> [Data]:
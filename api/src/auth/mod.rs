//! Authentication for calls made by enrolled agents.
//!
//! Agents identify themselves by the id in the request path and prove it
//! with the credential they received at pairing time, sent in the JSON body.
//! Handlers normally use the [`AuthenticatedAgent`] extractor; the
//! underlying check is [`authenticate_agent`].

use subtle::ConstantTimeEq;
use tether_db::{
    models::DbAgent,
    storage::{AgentStore, StoreError},
};
use thiserror::Error;
use tracing::{debug, instrument};
use uuid::Uuid;

mod extractor;

pub use extractor::AuthenticatedAgent;

#[derive(Debug, Error)]
pub enum AuthError {
    #[error("Agent not found")]
    UnknownAgent,

    #[error("Agent credential not provided")]
    MissingCredential,

    #[error("Invalid agent credential")]
    InvalidCredential,

    #[error(transparent)]
    Storage(#[from] StoreError),
}

/// Resolve `agent_id` and check `credential` against the stored one.
///
/// A malformed id is reported the same way as an unknown one.
#[instrument(skip(store, credential))]
pub async fn authenticate_agent<S>(
    store: &S,
    agent_id: &str,
    credential: Option<&str>,
) -> Result<DbAgent, AuthError>
where
    S: AgentStore + ?Sized,
{
    let id = Uuid::parse_str(agent_id).map_err(|_| AuthError::UnknownAgent)?;

    let agent = AgentStore::get(store, id)
        .await?
        .ok_or(AuthError::UnknownAgent)?;

    let credential = credential.ok_or(AuthError::MissingCredential)?;

    if !bool::from(credential.as_bytes().ct_eq(agent.credential.as_bytes())) {
        debug!("Credential mismatch");
        return Err(AuthError::InvalidCredential);
    }

    Ok(agent)
}

#[cfg(test)]
mod tests {
    use tether_db::SqliteStorage;

    use super::*;

    async fn store_with_agent() -> (SqliteStorage, DbAgent) {
        let db = SqliteStorage::in_memory().await.unwrap();
        let agent = AgentStore::create(&db, "web01", "/orgs/1/workloads/a")
            .await
            .unwrap();
        (db, agent)
    }

    #[tokio::test]
    async fn test_valid_credential() {
        let (db, agent) = store_with_agent().await;

        let authed = authenticate_agent(
            &db,
            &agent.id.to_string(),
            Some(agent.credential.as_str()),
        )
        .await
        .unwrap();
        assert_eq!(authed.id, agent.id);
    }

    #[tokio::test]
    async fn test_unknown_and_malformed_ids() {
        let (db, agent) = store_with_agent().await;

        let err = authenticate_agent(
            &db,
            &Uuid::new_v4().to_string(),
            Some(agent.credential.as_str()),
        )
        .await
        .unwrap_err();
        assert!(matches!(err, AuthError::UnknownAgent));

        let err = authenticate_agent(&db, "not-a-uuid", Some(agent.credential.as_str()))
            .await
            .unwrap_err();
        assert!(matches!(err, AuthError::UnknownAgent));
    }

    #[tokio::test]
    async fn test_missing_credential() {
        let (db, agent) = store_with_agent().await;

        let err = authenticate_agent(&db, &agent.id.to_string(), None)
            .await
            .unwrap_err();
        assert!(matches!(err, AuthError::MissingCredential));
    }

    #[tokio::test]
    async fn test_wrong_credential() {
        let (db, agent) = store_with_agent().await;

        let mut wrong = agent.credential.clone();
        wrong.pop();
        wrong.push('!');

        for candidate in [wrong.as_str(), "", &agent.credential[..10]] {
            let err = authenticate_agent(&db, &agent.id.to_string(), Some(candidate))
                .await
                .unwrap_err();
            assert!(matches!(err, AuthError::InvalidCredential));
        }
    }
}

> [Task item]:
Exactly as they appear, retype the lines from the start of the records through the line containing "mod extractor;".

> [Written reply]:
filename api/src/auth/mod.rs
//! Authentication for calls made by enrolled agents.
//!
//! Agents identify themselves by the id in the request path and prove it
//! with the credential they received at pairing time, sent in the JSON body.
//! Handlers normally use the [`AuthenticatedAgent`] extractor; the
//! underlying check is [`authenticate_agent`].

use subtle::ConstantTimeEq;
use tether_db::{
    models::DbAgent,
    storage::{AgentStore, StoreError},
};
use thiserror::Error;
use tracing::{debug, instrument};
use uuid::Uuid;

mod extractor;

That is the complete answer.